Validation of HNO 3 , ClONO 2 , and N 2 O 5 from the Atmospheric Chemistry Experiment Fourier Transform Spectrometer (ACE-FTS)

The Atmospheric Chemistry Experiment (ACE) satellite was launched on 12 August 2003. Its two instruments measure vertical profiles of over 30 atmospheric trace gases by analyzing solar occultation spectra in the ultraviolet/visible and infrared wavelength regions. The reservoir gases HNO 3 , ClONO 2 , and N 2 O 5 are three of the key species provided by the primary instrument, the ACE Fourier Transform Spectrometer (ACE-FTS). This paper describes the ACE-FTS version 2.2 data products, including the N 2 O 5 update, for the three species and presents validation comparisons with available observations. We have compared volume mixing ratio (VMR) profiles of HNO 3 , ClONO 2 , and N 2 O 5 with measurements by other satellite instruments (SMR, MLS, MIPAS), aircraft measurements (ASUR), and single balloon-flights (SPIRALE, FIRS-2). Partial columns of HNO 3 and ClONO 2 were also compared with measurements by ground-based Fourier Transform Infrared (FTIR) spectrometers. Overall the quality of the ACE-FTS v2.2 HNO 3 VMR profiles is good from 18 to 35 km. For the statistical satellite comparisons, the mean absolute differences are generally within ±1 ppbv (±20%) from 18 to 35 km. For MIPAS and MLS comparisons only, mean relative differences lie within ±10% between 10 and 36 km.

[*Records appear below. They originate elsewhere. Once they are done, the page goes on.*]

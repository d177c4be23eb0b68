/// HTTP API Layer
///
/// This module provides the REST API endpoints for the flow store:
/// - Flow CRUD with diff-based replacement
/// - Group CRUD with membership sync
/// - JSON error responses shared by all handlers

use crate::error::StoreError;
use crate::flow::FlowStorage;
use crate::group::GroupStorage;
use axum::{
    http::StatusCode,
    response::{IntoResponse, Json, Response},
};
use serde::Serialize;
use serde_json::Value;
use sqlx::sqlite::SqlitePool;

// Flow management endpoints (GET/POST/PUT/DELETE)
pub mod flows;

// Group management endpoints (GET/POST/PUT/DELETE)
pub mod groups;

pub use flows::create_flow_routes;
pub use groups::create_group_routes;

/// Application state containing shared resources
#[derive(Debug, Clone)]
pub struct AppState {
    /// Flow persistence and reconciliation
    pub flows: FlowStorage,
    /// Group persistence
    pub groups: GroupStorage,
}

impl AppState {
    pub fn new(pool: SqlitePool) -> Self {
        Self {
            flows: FlowStorage::new(pool.clone()),
            groups: GroupStorage::new(pool),
        }
    }
}

/// Response for create/update operations
#[derive(Debug, Serialize)]
pub struct MutationResponse {
    #[serde(skip_serializing_if = "Option::is_none")]
    pub id: Option<String>,
    pub message: String,
}

/// Error payload: `{ error, details?, rolledBack? }`
#[derive(Debug, Serialize)]
struct ErrorBody {
    error: String,
    #[serde(skip_serializing_if = "Option::is_none")]
    details: Option<String>,
    #[serde(rename = "rolledBack", skip_serializing_if = "std::ops::Not::not")]
    rolled_back: bool,
}

/// Error returned by every handler
#[derive(Debug)]
pub struct ApiError {
    status: StatusCode,
    error: String,
    details: Option<String>,
    rolled_back: bool,
}

impl ApiError {
    pub fn not_found(message: impl Into<String>) -> Self {
        Self {
            status: StatusCode::NOT_FOUND,
            error: message.into(),
            details: None,
            rolled_back: false,
        }
    }

    pub fn bad_request(message: impl Into<String>, details: impl Into<String>) -> Self {
        Self {
            status: StatusCode::BAD_REQUEST,
            error: message.into(),
            details: Some(details.into()),
            rolled_back: false,
        }
    }

    /// Map a store failure of `operation` (e.g. "update flow") to a response
    pub fn from_store(operation: &str, err: StoreError) -> Self {
        let (status, error, details) = match &err {
            StoreError::Validation(message) => (
                StatusCode::BAD_REQUEST,
                format!("Failed to {operation}"),
                Some(message.clone()),
            ),
            StoreError::NotFound(message) => (StatusCode::NOT_FOUND, message.clone(), None),
            StoreError::Database(_) | StoreError::Serialization(_) => (
                StatusCode::INTERNAL_SERVER_ERROR,
                format!("Failed to {operation}"),
                Some(err.to_string()),
            ),
        };

        Self {
            status,
            error,
            details,
            rolled_back: false,
        }
    }

    /// Mark the failure as having rolled back its transaction
    pub fn rolled_back(mut self) -> Self {
        self.rolled_back = true;
        self
    }
}

impl IntoResponse for ApiError {
    fn into_response(self) -> Response {
        let body = ErrorBody {
            error: self.error,
            details: self.details,
            rolled_back: self.rolled_back,
        };
        (self.status, Json(body)).into_response()
    }
}

/// Parse a raw request body, reporting malformed JSON as a 400
pub(crate) fn parse_body(body: &str) -> Result<Value, ApiError> {
    serde_json::from_str(body).map_err(|e| {
        tracing::warn!("❌ Invalid JSON payload: {}", e);
        ApiError::bad_request("Invalid JSON payload", e.to_string())
    })
}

ACE-FTS HNO 3 partial columns (~15–30 km) show a slight negative bias of -1.3% relative to the ground-based FTIRs at latitudes ranging from 77.8° S–76.5° N. Good agreement between ACE-FTS ClONO 2 and MIPAS, using the Institut fur Meteorologie und Klimaforschung and Instituto de Astrofisica de Andalucia (IMK-IAA) data processor is seen. Mean absolute differences are typically within ±0.01 ppbv between 16 and 27 km and less than +0.09 ppbv between 27 and 34 km. The ClONO 2 partial column comparisons show varying degrees of agreement, depending on the location and the quality of the FTIR measurements. Good agreement was found for the comparisons with the midlatitude Jungfraujoch partial columns for which the mean relative difference is 4.7%. ACE-FTS N 2 O 5 has a low bias relative to MIPAS IMK-IAA, reaching -0.25 ppbv at the altitude of the N 2 O 5 maximum (around 30 km). Mean absolute differences at lower altitudes (16–27 km) are typically -0.05 ppbv for MIPAS nighttime and ±0.02 ppbv for MIPAS daytime measurements.